Scotts stock price has recovered somewhat in March with a 1.6% rise in the month at the time of writing, compared to a 5.4% drop in the S & P 500 suggesting the market may well be willing to focus on the company's underlying fundamentals rather than mark it down in line with the market. That said, it's only a few days trading so it's probably not a good idea to conclude too much from it.
There are certainly companies that are going to take a significant hit -- at least in the near term -- from the coronavirus outbreak, but Scotts is arguably not one of them.
For example, the aviation and entertainment sectors are likely to suffer more due to constraints on travel and people's decisions to avoid events that bring them into contact with large crowds. The industrial sector faces factory shutdowns and slowdowns due to supply chain issues, as well as reductions in end demand in China and elsewhere in Asia. However, a company like Scotts is relatively unexposed to those headwinds, and its recent results confirm that the company has excellent sales momentum.
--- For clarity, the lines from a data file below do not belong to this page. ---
//! Per-step wall-clock timing for the generation pipeline.
//!
//! Every step is recorded under a stable name whether it succeeds or fails;
//! steps beyond a failure are simply absent.

use std::future::Future;
use std::time::{Duration, Instant};

use serde::Serialize;

use cardmill_core::Result;

/// Stable step names, in pipeline order.
pub mod step {
    pub const SELECT_ASSETS: &str = "select_assets";
    pub const BUILD_DATA_ROW: &str = "build_data_row";
    pub const SERIALIZE_DATA_ROW: &str = "serialize_data_row";
    pub const UPLOAD_DATA_FILE: &str = "upload_data_file";
    pub const PRESIGN_ASSETS: &str = "presign_assets";
    pub const BUILD_MERGE_REQUEST: &str = "build_merge_request";
    pub const AUTHENTICATE: &str = "authenticate";
    pub const SUBMIT_MERGE: &str = "submit_merge";
    pub const POLL_MERGE_STATUS: &str = "poll_merge_status";
    pub const EXTRACT_OUTPUT: &str = "extract_output";
}

/// Ordered step name → elapsed milliseconds.
#[derive(Debug, Clone, Default, Serialize)]
#[serde(transparent)]
pub struct StepTimings {
    entries: Vec<(&'static str, f64)>,
}

impl StepTimings {
    pub fn new() -> Self {
        Self::default()
    }

    /// Record a step's elapsed time, rounded to two decimal places.
    pub fn record(&mut self, name: &'static str, elapsed: Duration) {
        let ms = (elapsed.as_secs_f64() * 1000.0 * 100.0).round() / 100.0;
        self.entries.push((name, ms));
    }

    /// Elapsed milliseconds for a step, if it ran.
    pub fn get(&self, name: &str) -> Option<f64> {
        self.entries
            .iter()
            .find(|(n, _)| *n == name)
            .map(|(_, ms)| *ms)
    }

    pub fn len(&self) -> usize {
        self.entries.len()
    }

    pub fn is_empty(&self) -> bool {
        self.entries.is_empty()
    }

    pub fn iter(&self) -> impl Iterator<Item = (&'static str, f64)> + '_ {
        self.entries.iter().copied()
    }
}

/// Run a pipeline step, recording its duration under `name` regardless of
/// outcome.
pub async fn timed<T, Fut>(timings: &mut StepTimings, name: &'static str, fut: Fut) -> Result<T>
where
    Fut: Future<Output = Result<T>>,
{
    let start = Instant::now();
    let out = fut.await;
    timings.record(name, start.elapsed());
    out
}
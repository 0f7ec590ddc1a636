//! Card catalog: the process-wide configuration of cards, persona/theme
//! option sets, and locale-tagged templates.
//!
//! Loaded once at startup, wrapped in an `Arc`, and shared read-only across
//! concurrent requests. Lookups are linear scans over small lists and return
//! `Option` rather than erroring across component boundaries.

use std::path::Path;

use serde::{Deserialize, Serialize};

use crate::error::{Error, Result};

/// The full card catalog.
#[derive(Debug, Clone, Serialize, Deserialize)]
pub struct Catalog {
    pub cards: Vec<Card>,
}

/// A configured template family with persona/theme option sets.
#[derive(Debug, Clone, Serialize, Deserialize)]
#[serde(rename_all = "camelCase")]
pub struct Card {
    pub card_id: String,
    pub personas: OptionGroup,
    pub themes: OptionGroup,
    #[serde(default)]
    pub templates: Vec<Template>,
}

/// A named set of options plus the data-row field tag its choice fills.
#[derive(Debug, Clone, Serialize, Deserialize)]
#[serde(rename_all = "camelCase")]
pub struct OptionGroup {
    /// Data-row column header this group's choice is written under.
    pub field_tag: String,
    pub options: Vec<AssetOption>,
}

/// A named bundle of candidate asset keys (ornaments for personas,
/// backgrounds for themes).
#[derive(Debug, Clone, Serialize, Deserialize)]
pub struct AssetOption {
    pub name: String,
    #[serde(default)]
    pub assets: Vec<String>,
}

/// A locale-tagged merge template and its font asset keys.
#[derive(Debug, Clone, Serialize, Deserialize)]
#[serde(rename_all = "camelCase")]
pub struct Template {
    pub locale: String,
    #[serde(default)]
    pub asset_key: String,
    #[serde(default)]
    pub fonts: Vec<String>,
}

impl Catalog {
    /// Load and validate the catalog from a JSON file.
    pub fn load(path: impl AsRef<Path>) -> Result<Self> {
        let path = path.as_ref();
        let raw = std::fs::read_to_string(path)?;
        let catalog: Catalog = serde_json::from_str(&raw)?;
        if catalog.cards.is_empty() {
            return Err(Error::Config(format!(
                "catalog has no cards: {}",
                path.display()
            )));
        }
        Ok(catalog)
    }

    /// Find a card by id.
    pub fn find_card(&self, card_id: &str) -> Option<&Card> {
        self.cards.iter().find(|c| c.card_id == card_id)
    }
}

impl Card {
    /// Resolve a template by exact locale match, falling back to the first
    /// configured template when no locale matches.
    pub fn template_for_locale(&self, locale: &str) -> Option<&Template> {
        self.templates
            .iter()
            .find(|t| t.locale == locale)
            .or_else(|| self.templates.first())
    }
}

impl OptionGroup {
    /// Resolve an option by exact name match.
    pub fn find(&self, name: &str) -> Option<&AssetOption> {
        self.options.iter().find(|o| o.name == name)
    }
}
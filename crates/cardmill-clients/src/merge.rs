//! HTTP client for the document merge service and its identity provider.
//!
//! Authentication is a client-credentials exchange against the identity
//! endpoint; submissions and status fetches carry both the client id (as
//! `x-api-key`) and the bearer token.

use std::time::Duration;

use async_trait::async_trait;
use reqwest::Client;
use serde_json::Value;
use tracing::debug;

use cardmill_core::{defaults, Error, MergeRequest, MergeService, MergeSubmission, Result};

/// Default identity endpoint for the token exchange.
pub const DEFAULT_TOKEN_URL: &str = "https://ims-na1.adobelogin.com/ims/token/v3";

/// Default merge submission endpoint.
pub const DEFAULT_SUBMIT_URL: &str = "https://indesign.adobe.io/v3/merge-data";

/// Default scope list requested with each token.
pub const DEFAULT_SCOPE: &str = "openid,AdobeID,session,additional_info,read_organizations,\
firefly_api,ff_apis,indesign_services,cc_files,cc_libraries,creative_cloud,creative_sdk,\
indesign_sdk";

/// Configuration for the merge service client.
#[derive(Debug, Clone)]
pub struct MergeServiceConfig {
    pub token_url: String,
    pub submit_url: String,
    pub client_id: String,
    pub client_secret: String,
    pub scope: String,
    pub timeout_seconds: u64,
}

impl MergeServiceConfig {
    pub fn new(client_id: impl Into<String>, client_secret: impl Into<String>) -> Self {
        Self {
            token_url: DEFAULT_TOKEN_URL.to_string(),
            submit_url: DEFAULT_SUBMIT_URL.to_string(),
            client_id: client_id.into(),
            client_secret: client_secret.into(),
            scope: DEFAULT_SCOPE.to_string(),
            timeout_seconds: defaults::HTTP_TIMEOUT_SECS,
        }
    }
}

/// Merge service client over HTTP.
pub struct HttpMergeService {
    client: Client,
    config: MergeServiceConfig,
}

impl HttpMergeService {
    pub fn new(config: MergeServiceConfig) -> Result<Self> {
        let client = Client::builder()
            .timeout(Duration::from_secs(config.timeout_seconds))
            .build()
            .map_err(|e| Error::Internal(format!("Failed to create HTTP client: {e}")))?;
        Ok(Self { client, config })
    }
}

async fn body_text(res: reqwest::Response) -> String {
    res.text().await.unwrap_or_default()
}

#[async_trait]
impl MergeService for HttpMergeService {
    async fn authenticate(&self) -> Result<String> {
        let res = self
            .client
            .post(&self.config.token_url)
            .form(&[
                ("grant_type", "client_credentials"),
                ("client_id", self.config.client_id.as_str()),
                ("client_secret", self.config.client_secret.as_str()),
                ("scope", self.config.scope.as_str()),
            ])
            .send()
            .await
            .map_err(|e| Error::Upstream(format!("Token request failed: {e}")))?;

        if !res.status().is_success() {
            let status = res.status();
            return Err(Error::Upstream(format!(
                "Token request failed: {status} {}",
                body_text(res).await
            )));
        }

        let data: Value = res
            .json()
            .await
            .map_err(|e| Error::Upstream(format!("Token response invalid JSON: {e}")))?;
        data.get("access_token")
            .and_then(Value::as_str)
            .map(str::to_string)
            .ok_or_else(|| Error::Upstream("Token response missing access_token".to_string()))
    }

    async fn submit(&self, request: &MergeRequest, token: &str) -> Result<MergeSubmission> {
        let res = self
            .client
            .post(&self.config.submit_url)
            .header("x-api-key", &self.config.client_id)
            .bearer_auth(token)
            .json(request)
            .send()
            .await
            .map_err(|e| Error::Upstream(format!("Merge submit failed: {e}")))?;

        if !res.status().is_success() {
            let status = res.status();
            return Err(Error::Upstream(format!(
                "Merge submit failed: {status} {}",
                body_text(res).await
            )));
        }

        let data: Value = res
            .json()
            .await
            .map_err(|e| Error::Upstream(format!("Merge submit response invalid JSON: {e}")))?;
        if data.get("statusUrl").and_then(Value::as_str).is_none() {
            return Err(Error::Upstream(
                "Merge response missing statusUrl".to_string(),
            ));
        }
        let submission: MergeSubmission = serde_json::from_value(data)?;
        debug!(merge_job_id = ?submission.job_id, "Merge job submitted");
        Ok(submission)
    }

    async fn fetch_status(&self, status_url: &str, token: &str) -> Result<Value> {
        let res = self
            .client
            .get(status_url)
            .header("x-api-key", &self.config.client_id)
            .bearer_auth(token)
            .send()
            .await
            .map_err(|e| Error::Upstream(format!("Failed to fetch job status: {e}")))?;

        if !res.status().is_success() {
            let status = res.status();
            return Err(Error::Upstream(format!(
                "Failed to fetch job status: {status} {}",
                body_text(res).await
            )));
        }

        res.json()
            .await
            .map_err(|e| Error::Upstream(format!("Status response invalid JSON: {e}")))
    }
}

#[cfg(test)]
mod tests {
    use super::*;

    #[test]
    fn test_config_defaults() {
        let config = MergeServiceConfig::new("id", "secret");
        assert_eq!(config.token_url, DEFAULT_TOKEN_URL);
        assert_eq!(config.submit_url, DEFAULT_SUBMIT_URL);
        assert!(config.scope.contains("indesign_services"));
    }
}
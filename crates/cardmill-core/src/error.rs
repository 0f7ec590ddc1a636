//! Error types for cardmill.

use thiserror::Error;

/// Result type alias using cardmill's Error type.
pub type Result<T> = std::result::Result<T, Error>;

/// Core error type for cardmill operations.
#[derive(Error, Debug)]
pub enum Error {
    /// Request is missing required fields or is otherwise malformed
    #[error("Invalid request: {0}")]
    InvalidRequest(String),

    /// Resource not found (unknown card or job)
    #[error("Not found: {0}")]
    NotFound(String),

    /// Persona, theme, or template option is not configured
    #[error("Unknown option: {0}")]
    UnknownOption(String),

    /// Non-success response from an external service
    #[error("Upstream error: {0}")]
    Upstream(String),

    /// Polling exceeded its deadline
    #[error("Timeout: {0}")]
    Timeout(String),

    /// Job record absent at dispatch time; no status update is possible
    #[error("Data loss: {0}")]
    DataLoss(String),

    /// A work item with the same identity is already enqueued
    #[error("Already queued: {0}")]
    AlreadyQueued(String),

    /// Job store or queue substrate failed
    #[error("Store error: {0}")]
    Store(String),

    /// Serialization/deserialization error
    #[error("Serialization error: {0}")]
    Serialization(String),

    /// Configuration error
    #[error("Configuration error: {0}")]
    Config(String),

    /// Internal error
    #[error("Internal error: {0}")]
    Internal(String),

    /// Merge result had an unexpected shape; carries the raw payloads
    #[error("{message}")]
    MergeOutput {
        message: String,
        details: serde_json::Value,
    },

    /// File I/O operation failed
    #[error("I/O error: {0}")]
    Io(#[from] std::io::Error),
}

/// Discriminant of [`Error`], used for retry decisions and HTTP status mapping.
#[derive(Debug, Clone, Copy, PartialEq, Eq, Hash)]
pub enum ErrorKind {
    InvalidRequest,
    NotFound,
    UnknownOption,
    Upstream,
    Timeout,
    DataLoss,
    AlreadyQueued,
    Store,
    Serialization,
    Config,
    Internal,
    MergeOutput,
    Io,
}

impl Error {
    /// The kind of this error.
    pub fn kind(&self) -> ErrorKind {
        match self {
            Error::InvalidRequest(_) => ErrorKind::InvalidRequest,
            Error::NotFound(_) => ErrorKind::NotFound,
            Error::UnknownOption(_) => ErrorKind::UnknownOption,
            Error::Upstream(_) => ErrorKind::Upstream,
            Error::Timeout(_) => ErrorKind::Timeout,
            Error::DataLoss(_) => ErrorKind::DataLoss,
            Error::AlreadyQueued(_) => ErrorKind::AlreadyQueued,
            Error::Store(_) => ErrorKind::Store,
            Error::Serialization(_) => ErrorKind::Serialization,
            Error::Config(_) => ErrorKind::Config,
            Error::Internal(_) => ErrorKind::Internal,
            Error::MergeOutput { .. } => ErrorKind::MergeOutput,
            Error::Io(_) => ErrorKind::Io,
        }
    }

    /// HTTP status code for synchronous callers, derived from the kind.
    pub fn status_code(&self) -> u16 {
        match self.kind() {
            ErrorKind::InvalidRequest | ErrorKind::UnknownOption => 400,
            ErrorKind::NotFound => 404,
            ErrorKind::Upstream | ErrorKind::MergeOutput => 502,
            ErrorKind::Timeout => 504,
            _ => 500,
        }
    }

    /// Diagnostic context attached to this error, if any.
    pub fn details(&self) -> Option<&serde_json::Value> {
        match self {
            Error::MergeOutput { details, .. } => Some(details),
            _ => None,
        }
    }
}

impl From<serde_json::Error> for Error {
    fn from(e: serde_json::Error) -> Self {
        Error::Serialization(e.to_string())
    }
}

#[cfg(test)]
mod tests {
    use super::*;

    #[test]
    fn test_error_display_invalid_request() {
        let err = Error::InvalidRequest("cardId is required".to_string());
        assert_eq!(err.to_string(), "Invalid request: cardId is required");
    }

    #[test]
    fn test_error_display_unknown_option() {
        let err = Error::UnknownOption("persona: pirate".to_string());
        assert_eq!(err.to_string(), "Unknown option: persona: pirate");
    }

    #[test]
    fn test_error_kind_roundtrip() {
        assert_eq!(Error::NotFound("x".into()).kind(), ErrorKind::NotFound);
        assert_eq!(Error::Timeout("x".into()).kind(), ErrorKind::Timeout);
        assert_eq!(Error::DataLoss("x".into()).kind(), ErrorKind::DataLoss);
        assert_eq!(
            Error::AlreadyQueued("x".into()).kind(),
            ErrorKind::AlreadyQueued
        );
    }

    #[test]
    fn test_status_code_mapping() {
        assert_eq!(Error::InvalidRequest("x".into()).status_code(), 400);
        assert_eq!(Error::UnknownOption("x".into()).status_code(), 400);
        assert_eq!(Error::NotFound("x".into()).status_code(), 404);
        assert_eq!(Error::Upstream("x".into()).status_code(), 502);
        assert_eq!(Error::Timeout("x".into()).status_code(), 504);
        assert_eq!(Error::Internal("x".into()).status_code(), 500);
        assert_eq!(Error::Store("x".into()).status_code(), 500);
    }

    #[test]
    fn test_merge_output_carries_details() {
        let err = Error::MergeOutput {
            message: "No output URL returned from merge result".to_string(),
            details: serde_json::json!({"result": {"status": "failed"}}),
        };
        assert_eq!(err.status_code(), 502);
        assert!(err.details().is_some());
        assert_eq!(err.to_string(), "No output URL returned from merge result");
    }

    #[test]
    fn test_details_absent_for_plain_variants() {
        assert!(Error::Upstream("x".into()).details().is_none());
    }

    #[test]
    fn test_from_serde_json_error() {
        let json_err = serde_json::from_str::<i32>("not a number").unwrap_err();
        let err: Error = json_err.into();
        assert_eq!(err.kind(), ErrorKind::Serialization);
    }

    #[test]
    fn test_error_is_send_sync() {
        fn assert_send<T: Send>() {}
        fn assert_sync<T: Sync>() {}

        assert_send::<Error>();
        assert_sync::<Error>();
    }
}
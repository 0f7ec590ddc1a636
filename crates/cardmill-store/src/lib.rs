//! # cardmill-store
//!
//! Durable state for cardmill: the job record store and the work queue.
//!
//! Redis is the production substrate (`RedisJobStore`, `RedisWorkQueue`);
//! the in-memory twins back tests and local development. All four implement
//! the trait seams from `cardmill-core`, so the gateway and dispatcher never
//! see the difference.

pub mod memory;
pub mod redis_queue;
pub mod redis_store;

pub use memory::{InMemoryJobStore, InMemoryWorkQueue};
pub use redis_queue::RedisWorkQueue;
pub use redis_store::RedisJobStore;
//! HTTP client for the asset storage provider.
//!
//! The provider exposes a presigned-transfer API keyed by `x-api-key`:
//! `POST /assets` returns an upload URI for a key, `GET /assets/{key}`
//! returns a short-lived download URI, and bytes move over plain PUTs to
//! the presigned location. Any non-success response is a fatal step
//! failure.

use std::time::Duration;

use async_trait::async_trait;
use reqwest::Client;
use serde_json::Value;
use tracing::debug;

use cardmill_core::{defaults, AssetStore, Error, Result};

/// Configuration for the asset storage client.
#[derive(Debug, Clone)]
pub struct AssetStoreConfig {
    /// Base URL of the storage API.
    pub base_url: String,
    /// API key sent as `x-api-key` on every call.
    pub api_key: String,
    /// Request timeout in seconds.
    pub timeout_seconds: u64,
}

impl AssetStoreConfig {
    pub fn new(base_url: impl Into<String>, api_key: impl Into<String>) -> Self {
        Self {
            base_url: base_url.into(),
            api_key: api_key.into(),
            timeout_seconds: defaults::HTTP_TIMEOUT_SECS,
        }
    }
}

/// Asset storage client over HTTP.
pub struct HttpAssetStore {
    client: Client,
    config: AssetStoreConfig,
}

impl HttpAssetStore {
    pub fn new(config: AssetStoreConfig) -> Result<Self> {
        let client = Client::builder()
            .timeout(Duration::from_secs(config.timeout_seconds))
            .build()
            .map_err(|e| Error::Internal(format!("Failed to create HTTP client: {e}")))?;
        Ok(Self { client, config })
    }

    /// Percent-encode each path segment of an asset key, preserving `/`.
    fn encoded_key_path(asset_key: &str) -> String {
        asset_key
            .split('/')
            .map(|seg| urlencoding::encode(seg).into_owned())
            .collect::<Vec<_>>()
            .join("/")
    }
}

/// Read a response body for error context, tolerating read failures.
async fn body_text(res: reqwest::Response) -> String {
    res.text().await.unwrap_or_default()
}

#[async_trait]
impl AssetStore for HttpAssetStore {
    async fn request_upload_location(&self, asset_key: &str) -> Result<String> {
        let url = format!("{}/assets", self.config.base_url);
        let res = self
            .client
            .post(&url)
            .header("x-api-key", &self.config.api_key)
            .json(&serde_json::json!({ "keyName": asset_key }))
            .send()
            .await
            .map_err(|e| Error::Upstream(format!("POST {url} failed: {e}")))?;

        if !res.status().is_success() {
            let status = res.status();
            return Err(Error::Upstream(format!(
                "POST {url} failed: {status} {}",
                body_text(res).await
            )));
        }

        let data: Value = res
            .json()
            .await
            .map_err(|e| Error::Upstream(format!("POST {url} returned invalid JSON: {e}")))?;
        data.get("uploadUri")
            .and_then(Value::as_str)
            .map(str::to_string)
            .ok_or_else(|| {
                Error::Upstream(format!("POST /assets missing uploadUri (assetKey={asset_key})"))
            })
    }

    async fn transfer_bytes(
        &self,
        location: &str,
        bytes: Vec<u8>,
        content_type: &str,
    ) -> Result<()> {
        debug!(location, content_type, len = bytes.len(), "Transferring bytes");
        let res = self
            .client
            .put(location)
            .header("Content-Type", content_type)
            .body(bytes)
            .send()
            .await
            .map_err(|e| Error::Upstream(format!("PUT upload location failed: {e}")))?;

        if !res.status().is_success() {
            let status = res.status();
            return Err(Error::Upstream(format!(
                "PUT upload location failed: {status} {}",
                body_text(res).await
            )));
        }
        Ok(())
    }

    async fn request_download_url(&self, asset_key: &str) -> Result<String> {
        let url = format!(
            "{}/assets/{}",
            self.config.base_url,
            Self::encoded_key_path(asset_key)
        );
        let res = self
            .client
            .get(&url)
            .header("x-api-key", &self.config.api_key)
            .send()
            .await
            .map_err(|e| Error::Upstream(format!("GET {url} failed: {e}")))?;

        if !res.status().is_success() {
            let status = res.status();
            return Err(Error::Upstream(format!(
                "GET {url} failed: {status} {}",
                body_text(res).await
            )));
        }

        let data: Value = res
            .json()
            .await
            .map_err(|e| Error::Upstream(format!("GET {url} returned invalid JSON: {e}")))?;
        data.get("downloadUri")
            .and_then(Value::as_str)
            .map(str::to_string)
            .ok_or_else(|| Error::Upstream(format!("Missing downloadUri (assetKey={asset_key})")))
    }
}

#[cfg(test)]
mod tests {
    use super::*;

    #[test]
    fn test_encoded_key_path_preserves_separators() {
        assert_eq!(
            HttpAssetStore::encoded_key_path("cards/o 1.png"),
            "cards/o%201.png"
        );
    }

    #[test]
    fn test_encoded_key_path_plain() {
        assert_eq!(HttpAssetStore::encoded_key_path("b1.png"), "b1.png");
    }
}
As is natural for a company in the gardening and hydroponics sector, Scotts' sales are highly seasonal, and its first quarter is traditionally its weakest of the year -- accounting for only 11.3% of 12-month rolling sales. As such, the next two quarters -- which produced a combined 73% of 12-month rolling sales -- will define the company's 2020. Provided the COVID-19 epidemic doesn't severely impact global growth prospects, investors have cause to be optimistic about Scotts.